Other rockers such as Dave Mustaine of Megadeth, Scott Stapp of Creed, Cold War Kids, and The Fray belong to a third category: artists who have struggled to maintain a Christian faith that emerged while working within the mainstream rock-music industry. For such musicians, rock was still a cultural rebellion, all the more so, in fact. After all, these Christian rockers were rebelling against the established materialism, nihilism, and hedonism that characterized the rock-and-roll status quo.
Though Joseph is content to let the abundance of documented artifacts organically create the overall narrative of the book, supplying little cultural analysis of his own, Rock Gets Religion is ultimately successful in conveying a core thematic message: For Christians to be culturally relevant and significant today, they must eschew 20th-century fundamentalism and escape their various Christian cultural bubbles so as to have direct impact on contemporary society. It is no longer enough to simply preach to the choir.
However, as several of Joseph’s cautionary tales reveal, Christian artists and musicians must be intentionally in the world but not of it.
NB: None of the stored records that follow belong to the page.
//! Remote Browser Artifacts
//!
//! Downloads files and session videos from a remote browser host. Both appear
//! with a lag (the browser is still writing the download, the recorder is still
//! encoding), so reads go through [`retry`] with per-artifact policies.

use crate::config::ArtifactConfig;
use crate::result::{ScopeError, ScopeResult};
use crate::retry::{retry, RetryPolicy};

/// HTTP status of a successful artifact request
pub const STATUS_OK: u16 = 200;

/// Raw reply from the remote browser host
#[derive(Debug, Clone, PartialEq, Eq)]
pub struct ArtifactResponse {
    /// HTTP status code
    pub status: u16,
    /// Response body
    pub body: Vec<u8>,
}

impl ArtifactResponse {
    /// 200 reply with `body`
    #[must_use]
    pub fn ok(body: impl Into<Vec<u8>>) -> Self {
        Self {
            status: STATUS_OK,
            body: body.into(),
        }
    }

    /// Empty reply with `status`
    #[must_use]
    pub const fn status(status: u16) -> Self {
        Self {
            status,
            body: Vec::new(),
        }
    }

    /// Whether the request succeeded
    #[must_use]
    pub const fn is_ok(&self) -> bool {
        self.status == STATUS_OK
    }
}

/// Transport to the remote browser host
pub trait ArtifactClient: Send + Sync {
    /// Request a file from the browser container of `session_id`.
    ///
    /// # Errors
    ///
    /// Returns a transport error; HTTP failures come back as a status.
    fn get_file(&self, session_id: &str, file_name: &str) -> ScopeResult<ArtifactResponse>;

    /// Delete a file from the browser container of `session_id`.
    ///
    /// # Errors
    ///
    /// Returns a transport error; HTTP failures come back as a status.
    fn delete_file(&self, session_id: &str, file_name: &str) -> ScopeResult<ArtifactResponse>;

    /// Request a recorded video.
    ///
    /// # Errors
    ///
    /// Returns a transport error; HTTP failures come back as a status.
    fn get_video(&self, video_id: &str) -> ScopeResult<ArtifactResponse>;
}

/// Reads artifacts with retries
#[derive(Debug, Clone)]
pub struct ArtifactFetcher<C> {
    client: C,
    file_policy: RetryPolicy,
    video_policy: RetryPolicy,
}

impl<C: ArtifactClient> ArtifactFetcher<C> {
    /// Create a fetcher with explicit policies
    #[must_use]
    pub const fn new(client: C, file_policy: RetryPolicy, video_policy: RetryPolicy) -> Self {
        Self {
            client,
            file_policy,
            video_policy,
        }
    }

    /// Create a fetcher with the configured policies.
    ///
    /// # Errors
    ///
    /// Returns an error if a configured policy is invalid.
    pub fn from_config(client: C, config: &ArtifactConfig) -> ScopeResult<Self> {
        Ok(Self::new(
            client,
            config.file.to_policy()?,
            config.video.to_policy()?,
        ))
    }

    /// Underlying client
    #[must_use]
    pub const fn client(&self) -> &C {
        &self.client
    }

    /// Download `file_name` from the browser container of `session_id`.
    ///
    /// # Errors
    ///
    /// Returns [`ScopeError::RemoteFileNotFound`] when every attempt failed.
    pub fn get_file(&self, session_id: &str, file_name: &str) -> ScopeResult<Vec<u8>> {
        let attempts = self.file_policy.attempts();
        retry(
            &self.file_policy,
            || {
                let response = self.client.get_file(session_id, file_name)?;
                if response.is_ok() {
                    return Ok(response.body);
                }
                Err(ScopeError::remote_file(format!(
                    "Not found file by file name = {file_name}. Response code: {}",
                    response.status
                )))
            },
            |last| {
                tracing::warn!(session_id, file_name, error = %last, "file download gave up");
                ScopeError::remote_file(format!(
                    "Unable to download file by file name = [{file_name}] after {attempts} retries"
                ))
            },
        )
    }

    /// Delete `file_name` from the browser container of `session_id`.
    ///
    /// # Errors
    ///
    /// Returns [`ScopeError::RemoteFileNotFound`] unless the host answers 200.
    pub fn delete_file(&self, session_id: &str, file_name: &str) -> ScopeResult<()> {
        let response = self.client.delete_file(session_id, file_name)?;
        if response.is_ok() {
            tracing::debug!(session_id, file_name, "remote file deleted");
            Ok(())
        } else {
            Err(ScopeError::remote_file(format!(
                "Unable to delete file by name = [{file_name}]"
            )))
        }
    }

    /// Download the video recorded as `video_id`.
    ///
    /// # Errors
    ///
    /// Returns [`ScopeError::RemoteVideoNotFound`] when every attempt failed.
    pub fn get_video(&self, video_id: &str) -> ScopeResult<Vec<u8>> {
        let attempts = self.video_policy.attempts();
        retry(
            &self.video_policy,
            || {
                let response = self.client.get_video(video_id)?;
                if response.is_ok() {
                    return Ok(response.body);
                }
                Err(ScopeError::remote_host(format!(
                    "Not found video by video_id = {video_id}. Response code: {}",
                    response.status
                )))
            },
            |last| {
                tracing::warn!(video_id, error = %last, "video download gave up");
                ScopeError::remote_video(format!(
                    "Unable to download video by id = [{video_id}] after {attempts} retries"
                ))
            },
        )
    }
}

#[cfg(test)]
#[allow(clippy::unwrap_used, clippy::expect_used)]
mod tests {
    use super::*;
    use std::collections::VecDeque;
    use std::num::NonZeroU32;
    use std::sync::Mutex;

    /// Replays queued responses, then keeps answering 404
    #[derive(Debug, Default)]
    struct ScriptedClient {
        replies: Mutex<VecDeque<ScopeResult<ArtifactResponse>>>,
        requests: Mutex<Vec<String>>,
    }

    impl ScriptedClient {
        fn with_replies(replies: Vec<ScopeResult<ArtifactResponse>>) -> Self {
            Self {
                replies: Mutex::new(replies.into()),
                requests: Mutex::default(),
            }
        }

        fn next(&self, request: String) -> ScopeResult<ArtifactResponse> {
            self.requests.lock().unwrap().push(request);
            self.replies
                .lock()
                .unwrap()
                .pop_front()
                .unwrap_or_else(|| Ok(ArtifactResponse::status(404)))
        }

        fn request_count(&self) -> usize {
            self.requests.lock().unwrap().len()
        }
    }

    impl ArtifactClient for ScriptedClient {
        fn get_file(&self, session_id: &str, file_name: &str) -> ScopeResult<ArtifactResponse> {
            self.next(format!("GET /download/{session_id}/{file_name}"))
        }

        fn delete_file(&self, session_id: &str, file_name: &str) -> ScopeResult<ArtifactResponse> {
            self.next(format!("DELETE /download/{session_id}/{file_name}"))
        }

        fn get_video(&self, video_id: &str) -> ScopeResult<ArtifactResponse> {
            self.next(format!("GET /video/{video_id}.mp4"))
        }
    }

    fn fetcher(replies: Vec<ScopeResult<ArtifactResponse>>) -> ArtifactFetcher<ScriptedClient> {
        let three = NonZeroU32::new(3).unwrap();
        ArtifactFetcher::new(
            ScriptedClient::with_replies(replies),
            RetryPolicy::immediate(three),
            RetryPolicy::immediate(three),
        )
    }

    mod file_tests {
        use super::*;

        #[test]
        fn test_file_appears_on_second_attempt() {
            let fetcher = fetcher(vec![
                Ok(ArtifactResponse::status(404)),
                Ok(ArtifactResponse::ok(b"report".to_vec())),
            ]);

            let bytes = fetcher.get_file("s1", "report.csv").unwrap();

            assert_eq!(bytes, b"report");
            assert_eq!(fetcher.client().request_count(), 2);
        }

        #[test]
        fn test_file_never_appears() {
            let fetcher = fetcher(vec![]);

            let err = fetcher.get_file("s1", "file.txt").unwrap_err();

            assert_eq!(
                err.to_string(),
                "Remote file not found: Unable to download file by file name = [file.txt] after 3 retries"
            );
            assert_eq!(fetcher.client().request_count(), 3);
        }

        #[test]
        fn test_transport_errors_are_retried() {
            let fetcher = fetcher(vec![
                Err(ScopeError::remote_host("connection reset")),
                Ok(ArtifactResponse::ok(b"x".to_vec())),
            ]);
            assert_eq!(fetcher.get_file("s1", "x.bin").unwrap(), b"x");
        }

        #[test]
        fn test_delete_file() {
            let fetcher = fetcher(vec![
                Ok(ArtifactResponse::ok(Vec::new())),
                Ok(ArtifactResponse::status(500)),
            ]);

            fetcher.delete_file("s1", "a.txt").unwrap();
            let err = fetcher.delete_file("s1", "a.txt").unwrap_err();

            assert!(matches!(err, ScopeError::RemoteFileNotFound { .. }));
            assert_eq!(fetcher.client().request_count(), 2);
        }
    }

    mod video_tests {
        use super::*;

        #[test]
        fn test_video_download() {
            let fetcher = fetcher(vec![Ok(ArtifactResponse::ok(b"mp4".to_vec()))]);
            assert_eq!(fetcher.get_video("test_login").unwrap(), b"mp4");
            assert_eq!(
                *fetcher.client().requests.lock().unwrap(),
                vec!["GET /video/test_login.mp4".to_string()]
            );
        }

        #[test]
        fn test_video_never_ready() {
            let fetcher = fetcher(vec![]);
            let err = fetcher.get_video("v1").unwrap_err();
            assert!(matches!(err, ScopeError::RemoteVideoNotFound { .. }));
            assert_eq!(fetcher.client().request_count(), 3);
        }
    }

    #[test]
    fn test_from_config_uses_configured_policies() {
        let config = ArtifactConfig::default();
        let fetcher = ArtifactFetcher::from_config(ScriptedClient::default(), &config).unwrap();
        assert_eq!(fetcher.file_policy.attempts(), 5);
        assert_eq!(fetcher.video_policy.delay(), std::time::Duration::from_secs(2));
    }
}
They must not succumb to the materialist pressures or hedonistic allurements of the industry. Maintaining this precarious balance, as Joseph’s many examples illustrate, requires that Christian artists be grounded in sound theology and surrounded by like-minded members of their faith community who can support their Christian discipline and encourage their cultural ministry. Whether readers are musicians, artists, or just Christians seeking to be salt and light in their spheres of influence, the central message of this book is instructive: Work as unto the Lord, ground yourself in sound biblical theology, remain humble in all things, surround yourself with mature and supportive believers, and always confess and repent when choices lead you astray. Following such biblical guidelines will allow any Christian to cruise alongside secular culture and invite many onto the narrow road traveling away from perdition and toward eternal blessing.